Stored entries:
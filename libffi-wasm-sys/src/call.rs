//! CIF preparation and the forward caller (`ffi_call`).

use alloc::vec;
use alloc::vec::Vec;

use crate::canon::canonicalise;
use crate::classify::{is_indirect_return, slot_bytes};
use crate::raw::{ffi_abi, ffi_cif, ffi_type, Kind, Status, FFI_VARARGS};

const MAX_ARGS: u32 = 1000;

/// Runs the canonicaliser over every argument and the return type, caches
/// the varargs-free `nfixedargs`, and rejects CIFs that exceed the
/// implementation's argument budget (spec.md §4.8).
pub fn prep_cif_machdep(cif: &mut ffi_cif) -> Status {
    if cif.nargs > MAX_ARGS {
        log::warn!("cif has {} args, over the {} limit", cif.nargs, MAX_ARGS);
        return Status::BadTypedef;
    }
    if !matches!(cif.abi, ffi_abi::Wasm32 | ffi_abi::Wasm32Emscripten) {
        return Status::BadAbi;
    }

    let arg_types = cif.arg_types_ptr();
    for i in 0..cif.nargs as usize {
        // SAFETY: `arg_types` holds `nargs` valid type-descriptor pointers
        // by the front-end's contract (spec.md §3).
        let arg = unsafe { *arg_types.add(i) };
        if matches!(cif.abi, ffi_abi::Wasm32Emscripten) && unsafe { (*arg).kind.is_complex() } {
            log::warn!("emscripten ABI rejects top-level COMPLEX arguments");
            return Status::BadTypedef;
        }
        // SAFETY: contract of `canonicalise`.
        unsafe { canonicalise(arg, false, cif.abi) };
    }

    let rtype = cif.rtype_ptr();
    if matches!(cif.abi, ffi_abi::Wasm32Emscripten) && !rtype.is_null() {
        // SAFETY: non-null by the check above.
        if unsafe { (*rtype).kind.is_complex() } {
            log::warn!("emscripten ABI rejects a COMPLEX return type");
            return Status::BadTypedef;
        }
    }
    // SAFETY: contract of `canonicalise`; null `rtype` means void.
    unsafe { canonicalise(rtype, true, cif.abi) };

    if cif.flags & FFI_VARARGS == 0 {
        cif.nfixedargs = cif.nargs;
    }

    // SAFETY: `rtype` is either null (void) or a valid, just-canonicalised
    // descriptor.
    let rtype_ref = unsafe { rtype.as_ref() };
    let indirect = rtype_ref.map(is_indirect_return).unwrap_or(false);
    let mut bytes = if indirect { 4 } else { 0 };
    for i in 0..cif.nargs as usize {
        // SAFETY: contract of this function, forwarded from the loop above.
        let arg = unsafe { &*(*arg_types.add(i)) };
        bytes += arg_size(arg);
    }
    if cif.is_varargs() && matches!(cif.abi, ffi_abi::Wasm32Emscripten) {
        // spec.md §4.8: the emscripten variant delivers the variadic tail
        // behind one pointer instead of as individually typed slots, but
        // that pointer itself still occupies a wasm-ABI slot.
        bytes += 4;
    }
    cif.bytes = bytes as u32;

    Status::Ok
}

/// Marks `cif` variadic with `nfixedargs` fixed leading arguments.
///
/// WASM32 (the non-JS variant) does not support varargs (spec.md §1, §4.8).
pub fn prep_cif_machdep_var(cif: &mut ffi_cif, nfixedargs: u32, ntotal: u32) -> Status {
    if matches!(cif.abi, ffi_abi::Wasm32) {
        log::warn!("varargs requested under the WASM32 (non-JS) ABI");
        return Status::BadAbi;
    }
    cif.flags |= FFI_VARARGS;
    cif.nfixedargs = nfixedargs;
    cif.nargs = ntotal;
    Status::Ok
}

fn arg_size(t: &ffi_type) -> usize {
    crate::classify::size_bytes(t)
}

/// Invokes `fn_index` (a wasm table index) per `cif`, lowering `avalue`
/// into a wasm-ABI buffer and raising the result back into `rvalue`.
///
/// # Safety
///
/// `cif` must have been prepared with [`prep_cif_machdep`] (or
/// [`prep_cif_machdep_var`]). `avalue` must hold `cif.nargs` pointers to
/// caller-owned values of the corresponding argument types. `rvalue` must
/// point at storage large enough for the (canonical) return type, or be
/// unused when the return type is void.
pub unsafe fn ffi_call(cif: &ffi_cif, fn_index: u32, rvalue: *mut u8, avalue: *const *const u8) {
    if matches!(cif.abi, ffi_abi::Wasm32) && cif.is_varargs() {
        crate::error::fatal("variadic call under the WASM32 ABI");
    }
    if !matches!(cif.abi, ffi_abi::Wasm32 | ffi_abi::Wasm32Emscripten) {
        crate::error::fatal("ffi_call with an unrecognised ABI tag");
    }

    // SAFETY: `rtype` is either null (void) or a valid, canonicalised
    // descriptor by the CIF's contract.
    let rtype: Option<&ffi_type> = unsafe { cif.rtype_ptr().as_ref() };
    let indirect = rtype.map(is_indirect_return).unwrap_or(false);

    let arg_types = cif.arg_types_ptr();
    let mut arg_refs: Vec<&ffi_type> = Vec::with_capacity(cif.nargs as usize);
    for i in 0..cif.nargs as usize {
        // SAFETY: contract of this function.
        let arg = unsafe { &*(*arg_types.add(i)) };
        arg_refs.push(arg);
    }

    // `cif.bytes` was cached by `prep_cif_machdep` (spec.md §2).
    let total = cif.bytes as usize;
    let mut buf = vec![0u8; total];
    let mut cursor = 0usize;

    if indirect {
        let dst = buf.as_mut_ptr();
        let ptr_bytes = crate::addr::to_addr(rvalue).to_le_bytes();
        // SAFETY: `buf` has at least 4 bytes when `indirect` is true.
        unsafe { core::ptr::copy_nonoverlapping(ptr_bytes.as_ptr(), dst, 4) };
        cursor += 4;
    }

    for (i, arg) in arg_refs.iter().enumerate() {
        // SAFETY: `avalue[i]` points at a valid value of `arg`'s type, and
        // `buf` has room for every argument's slot by construction above.
        unsafe {
            crate::marshal::lower(buf.as_mut_ptr(), &mut cursor, arg, *avalue.add(i));
        }
    }

    let results_len = if indirect {
        0
    } else {
        rtype.map(arg_size).unwrap_or(0)
    };

    let extra_vararg_slot = cif.is_varargs() && matches!(cif.abi, ffi_abi::Wasm32Emscripten);

    let result = dispatch_call_dynamic(
        fn_index,
        buf.as_ptr(),
        total as u32,
        rvalue,
        results_len as u32,
        indirect,
        &arg_refs,
        rtype,
        extra_vararg_slot,
    );
    if result.is_err() {
        crate::error::fatal("host dynamic-call primitive reported an error");
    }
}

#[cfg(feature = "host-mock")]
unsafe fn dispatch_call_dynamic(
    fn_index: u32,
    args_ptr: *const u8,
    args_len: u32,
    results_ptr: *mut u8,
    results_len: u32,
    _indirect: bool,
    _arg_refs: &[&ffi_type],
    _rtype: Option<&ffi_type>,
    _extra_vararg_slot: bool,
) -> Result<(), crate::host::HostError> {
    // SAFETY: forwarded per this function's contract.
    unsafe { crate::host::mock::call_dynamic(fn_index, args_ptr, args_len, results_ptr, results_len) }
}

#[cfg(all(not(feature = "host-mock"), feature = "host-wasi"))]
unsafe fn dispatch_call_dynamic(
    fn_index: u32,
    args_ptr: *const u8,
    args_len: u32,
    results_ptr: *mut u8,
    results_len: u32,
    _indirect: bool,
    _arg_refs: &[&ffi_type],
    _rtype: Option<&ffi_type>,
    _extra_vararg_slot: bool,
) -> Result<(), crate::host::HostError> {
    // SAFETY: forwarded per this function's contract.
    unsafe { crate::host::wasi::call_dynamic(fn_index, args_ptr, args_len, results_ptr, results_len) }
}

#[cfg(all(not(feature = "host-mock"), not(feature = "host-wasi"), feature = "host-js"))]
unsafe fn dispatch_call_dynamic(
    fn_index: u32,
    args_ptr: *const u8,
    _args_len: u32,
    results_ptr: *mut u8,
    _results_len: u32,
    indirect: bool,
    arg_refs: &[&ffi_type],
    rtype: Option<&ffi_type>,
    extra_vararg_slot: bool,
) -> Result<(), crate::host::HostError> {
    let mut arg_kinds = Vec::new();
    if indirect {
        arg_kinds.push(crate::classify::SlotKind::I32);
    }
    for arg in arg_refs {
        arg_kinds.extend_from_slice(crate::classify::slot_kinds(arg));
    }
    if extra_vararg_slot {
        // spec.md §4.8: the emscripten variant's variadic tail is delivered
        // behind one pointer, charged as its own trailing i32 slot.
        arg_kinds.push(crate::classify::SlotKind::I32);
    }
    let result_kind = if indirect {
        None
    } else {
        rtype.and_then(|t| crate::classify::slot_kinds(t).first().copied())
    };
    // SAFETY: forwarded per this function's contract; `arg_kinds` was built
    // from exactly the bytes written into `args_ptr` above.
    unsafe { crate::host::js::call_dynamic(fn_index, args_ptr, &arg_kinds, results_ptr, result_kind) }
}

#[cfg(test)]
mod test {
    use super::*;
    use crate::raw::types;

    fn int_type() -> ffi_type {
        ffi_type::scalar(4, 4, Kind::Sint32)
    }

    #[test]
    fn prep_cif_caches_nfixedargs_for_non_variadic_calls() {
        let mut a = int_type();
        let mut b = int_type();
        let mut args = [&mut a as *mut ffi_type, &mut b as *mut ffi_type];
        let mut cif = ffi_cif {
            abi: ffi_abi::Wasm32,
            nargs: 2,
            arg_types: crate::addr::to_addr(args.as_mut_ptr()),
            rtype: unsafe { crate::addr::to_addr(&mut types::sint32 as *mut ffi_type) },
            bytes: 0,
            flags: 0,
            nfixedargs: 0,
        };
        assert_eq!(prep_cif_machdep(&mut cif), Status::Ok);
        assert_eq!(cif.nfixedargs, 2);
    }

    #[test]
    fn prep_cif_rejects_too_many_args() {
        let mut cif = ffi_cif {
            abi: ffi_abi::Wasm32,
            nargs: MAX_ARGS + 1,
            arg_types: 0,
            rtype: 0,
            bytes: 0,
            flags: 0,
            nfixedargs: 0,
        };
        assert_eq!(prep_cif_machdep(&mut cif), Status::BadTypedef);
    }

    #[test]
    fn prep_cif_var_rejects_wasm32_abi() {
        let mut cif = ffi_cif {
            abi: ffi_abi::Wasm32,
            nargs: 1,
            arg_types: 0,
            rtype: 0,
            bytes: 0,
            flags: 0,
            nfixedargs: 0,
        };
        assert_eq!(prep_cif_machdep_var(&mut cif, 1, 2), Status::BadAbi);
    }

    #[test]
    #[cfg(feature = "host-mock")]
    fn add_scenario_end_to_end() {
        let slot = crate::host::mock::install_native(alloc::boxed::Box::new(
            |args: *const u8, _args_len: usize, results: *mut u8, _results_len: usize| unsafe {
                let a = i32::from_le_bytes(core::slice::from_raw_parts(args, 4).try_into().unwrap());
                let b = i32::from_le_bytes(
                    core::slice::from_raw_parts(args.add(4), 4).try_into().unwrap(),
                );
                let sum = (a + b).to_le_bytes();
                core::ptr::copy_nonoverlapping(sum.as_ptr(), results, 4);
            },
        ));

        let mut a = int_type();
        let mut b = int_type();
        let mut args = [&mut a as *mut ffi_type, &mut b as *mut ffi_type];
        let mut cif = ffi_cif {
            abi: ffi_abi::Wasm32,
            nargs: 2,
            arg_types: crate::addr::to_addr(args.as_mut_ptr()),
            rtype: unsafe { crate::addr::to_addr(&mut types::sint32 as *mut ffi_type) },
            bytes: 0,
            flags: 0,
            nfixedargs: 0,
        };
        assert_eq!(prep_cif_machdep(&mut cif), Status::Ok);

        let av: i32 = 3;
        let bv: i32 = 4;
        let avalue: [*const u8; 2] = [&av as *const i32 as *const u8, &bv as *const i32 as *const u8];
        let mut rvalue: i32 = 0;

        unsafe {
            ffi_call(&cif, slot, &mut rvalue as *mut i32 as *mut u8, avalue.as_ptr());
        }
        assert_eq!(rvalue, 7);
    }

    #[test]
    #[cfg(feature = "host-mock")]
    fn struct_swap_scenario_end_to_end() {
        // A two-int struct argument, passed by pointer, and a two-int
        // struct result, returned through the hidden indirect-return
        // pointer (spec.md §8's "struct round-trip" property).
        let slot = crate::host::mock::install_native(alloc::boxed::Box::new(
            |args: *const u8, _args_len: usize, _results: *mut u8, _results_len: usize| unsafe {
                let result_addr =
                    u32::from_le_bytes(core::slice::from_raw_parts(args, 4).try_into().unwrap());
                let arg_addr = u32::from_le_bytes(
                    core::slice::from_raw_parts(args.add(4), 4).try_into().unwrap(),
                );
                let result_ptr = crate::addr::from_addr::<i32>(result_addr);
                let arg_ptr = crate::addr::from_addr::<i32>(arg_addr);
                let a = *arg_ptr;
                let b = *arg_ptr.add(1);
                *result_ptr = b;
                *result_ptr.add(1) = a;
            },
        ));

        let mut elem_a = int_type();
        let mut elem_b = int_type();
        let mut elements = [
            &mut elem_a as *mut ffi_type,
            &mut elem_b as *mut ffi_type,
            core::ptr::null_mut(),
        ];
        let mut struct_ty = ffi_type::scalar(8, 4, Kind::Struct);
        struct_ty.elements = elements.as_mut_ptr();

        let mut struct_args = [&mut struct_ty as *mut ffi_type];
        let mut cif = ffi_cif {
            abi: ffi_abi::Wasm32,
            nargs: 1,
            arg_types: crate::addr::to_addr(struct_args.as_mut_ptr()),
            rtype: crate::addr::to_addr(&mut struct_ty as *mut ffi_type),
            bytes: 0,
            flags: 0,
            nfixedargs: 0,
        };
        assert_eq!(prep_cif_machdep(&mut cif), Status::Ok);

        let pair: [i32; 2] = [11, 22];
        let avalue: [*const u8; 1] = [pair.as_ptr() as *const u8];
        let mut out: [i32; 2] = [0, 0];

        unsafe {
            ffi_call(&cif, slot, out.as_mut_ptr() as *mut u8, avalue.as_ptr());
        }
        assert_eq!(out, [22, 11]);
    }

    #[test]
    #[cfg(feature = "host-mock")]
    fn longdouble_id_scenario_end_to_end() {
        // A `long double` argument and result, both passed as the
        // canonical two-i64-slot struct shape, with the result delivered
        // through the hidden indirect-return pointer (spec.md §8's
        // "indirect-return" property).
        let slot = crate::host::mock::install_native(alloc::boxed::Box::new(
            |args: *const u8, _args_len: usize, _results: *mut u8, _results_len: usize| unsafe {
                // The indirect-return pointer occupies the first slot; the
                // LONGDOUBLE argument itself is inlined (not passed by
                // pointer, unlike STRUCT) in the following 16 bytes.
                let result_addr =
                    u32::from_le_bytes(core::slice::from_raw_parts(args, 4).try_into().unwrap());
                let result_ptr = crate::addr::from_addr::<u8>(result_addr);
                core::ptr::copy_nonoverlapping(args.add(4), result_ptr, 16);
            },
        ));

        let mut longdouble_ty = ffi_type::scalar(16, 16, Kind::LongDouble);
        // The canonicaliser rewrites a LONGDOUBLE argument's own descriptor
        // copy to the two-i64-slot struct shape only when it is itself the
        // return type; here we prepare the argument and return descriptors
        // separately to match what `ffi_prep_cif` would hand the core.
        let mut return_ty = ffi_type::scalar(16, 16, Kind::LongDouble);

        let mut args = [&mut longdouble_ty as *mut ffi_type];
        let mut cif = ffi_cif {
            abi: ffi_abi::Wasm32,
            nargs: 1,
            arg_types: crate::addr::to_addr(args.as_mut_ptr()),
            rtype: crate::addr::to_addr(&mut return_ty as *mut ffi_type),
            bytes: 0,
            flags: 0,
            nfixedargs: 0,
        };
        assert_eq!(prep_cif_machdep(&mut cif), Status::Ok);
        assert_eq!(return_ty.kind, Kind::Struct);

        let value: [u64; 2] = [0x0102_0304_0506_0708, 0x1112_1314_1516_1718];
        let avalue: [*const u8; 1] = [value.as_ptr() as *const u8];
        let mut out: [u64; 2] = [0, 0];

        unsafe {
            ffi_call(&cif, slot, out.as_mut_ptr() as *mut u8, avalue.as_ptr());
        }
        assert_eq!(out, value);
    }
}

THE TASK:
The lines to retype run from the start of the entries through the line containing "return type, caches"; reproduce them exactly and add nothing.

EXERCISE RESULT:
filename libffi-wasm-sys/src/call.rs
//! CIF preparation and the forward caller (`ffi_call`).

use alloc::vec;
use alloc::vec::Vec;

use crate::canon::canonicalise;
use crate::classify::{is_indirect_return, slot_bytes};
use crate::raw::{ffi_abi, ffi_cif, ffi_type, Kind, Status, FFI_VARARGS};

const MAX_ARGS: u32 = 1000;

/// Runs the canonicaliser over every argument and the return type, caches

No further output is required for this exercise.